Could you return each line of the material that has "usize" in it?

▸ Available data:
────────────────────────────────────────

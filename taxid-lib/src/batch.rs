use serde::Serialize;
use serde_json::{Map, Value};
use std::borrow::Borrow;
use std::collections::{BTreeMap, HashMap};
use std::hash::{BuildHasher, Hash};

use crate::document::{DocumentType, validate_document};

/// A row of the input table: column name to cell value.
///
/// Implemented for the usual map types so callers can hand over whatever
/// shape they read their table into; the batch processor only needs field
/// lookup and the ability to copy the whole record into the output.
pub trait Record: Clone {
    fn field(&self, column: &str) -> Option<&Value>;

    /// All cells of the record, in the record's own column order
    fn cells(&self) -> Vec<(&str, &Value)>;

    /// 1-based spreadsheet row the record was read from, when known
    fn row_number(&self) -> Option<usize> {
        None
    }

    fn to_json(&self) -> Value {
        let object: Map<String, Value> = self
            .cells()
            .into_iter()
            .map(|(column, value)| (column.to_string(), value.clone()))
            .collect();
        Value::Object(object)
    }
}

impl Record for Map<String, Value> {
    fn field(&self, column: &str) -> Option<&Value> {
        self.get(column)
    }

    fn cells(&self) -> Vec<(&str, &Value)> {
        self.iter().map(|(k, v)| (k.as_str(), v)).collect()
    }
}

/// Column order is the map's iteration order, which is arbitrary: the header
/// row written for these records can differ between runs. Use
/// `serde_json::Map` or `BTreeMap` when the exported column order matters.
impl<K, S> Record for HashMap<K, Value, S>
where
    K: Borrow<str> + Hash + Eq + Clone,
    S: BuildHasher + Clone,
{
    fn field(&self, column: &str) -> Option<&Value> {
        self.get(column)
    }

    fn cells(&self) -> Vec<(&str, &Value)> {
        self.iter()
            .map(|(k, v)| (<K as Borrow<str>>::borrow(k), v))
            .collect()
    }
}

impl<K> Record for BTreeMap<K, Value>
where
    K: Borrow<str> + Ord + Clone,
{
    fn field(&self, column: &str) -> Option<&Value> {
        self.get(column)
    }

    fn cells(&self) -> Vec<(&str, &Value)> {
        self.iter()
            .map(|(k, v)| (<K as Borrow<str>>::borrow(k), v))
            .collect()
    }
}

/// A record read from a spreadsheet, keeping the row it came from.
///
/// Columns keep the order of the sheet header; empty cells are not stored.
#[derive(Debug, Clone, PartialEq, Serialize)]
pub struct RawRecord {
    pub row_number: usize,
    pub fields: Map<String, Value>,
}

impl RawRecord {
    pub fn new(row_number: usize, fields: Map<String, Value>) -> Self {
        RawRecord { row_number, fields }
    }
}

impl Record for RawRecord {
    fn field(&self, column: &str) -> Option<&Value> {
        self.fields.get(column)
    }

    fn cells(&self) -> Vec<(&str, &Value)> {
        self.fields.cells()
    }

    fn row_number(&self) -> Option<usize> {
        Some(self.row_number)
    }
}

#[derive(Debug, Clone, PartialEq)]
pub struct BatchOutcome<R> {
    /// Records with an invalid document, in input order
    pub invalid_records: Vec<R>,
    pub cpf_invalid_count: usize,
    pub cnpj_invalid_count: usize,
    pub total_count: usize,
}

impl<R> BatchOutcome<R> {
    pub fn invalid_count(&self) -> usize {
        self.invalid_records.len()
    }

    pub fn has_invalid_records(&self) -> bool {
        !self.invalid_records.is_empty()
    }
}

/// Validate the document column of every record.
///
/// A record without the column is validated as an empty value, so it is
/// reported as an invalid CPF.
pub fn process_records<R: Record>(records: &[R], column: &str) -> BatchOutcome<R> {
    let mut invalid_records = Vec::new();
    let mut cpf_invalid_count = 0;
    let mut cnpj_invalid_count = 0;

    for record in records {
        let document = record.field(column).unwrap_or(&Value::Null);
        let result = validate_document(document);

        if !result.is_valid {
            invalid_records.push(record.clone());

            match result.document_type {
                DocumentType::Cpf => cpf_invalid_count += 1,
                DocumentType::Cnpj => cnpj_invalid_count += 1,
            }
        }
    }

    BatchOutcome {
        invalid_records,
        cpf_invalid_count,
        cnpj_invalid_count,
        total_count: records.len(),
    }
}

────────────────────────────────────────

▸ Response to the task:
    fn row_number(&self) -> Option<usize> {
    pub row_number: usize,
    pub fn new(row_number: usize, fields: Map<String, Value>) -> Self {
    fn row_number(&self) -> Option<usize> {
    pub cpf_invalid_count: usize,
    pub cnpj_invalid_count: usize,
    pub total_count: usize,
    pub fn invalid_count(&self) -> usize {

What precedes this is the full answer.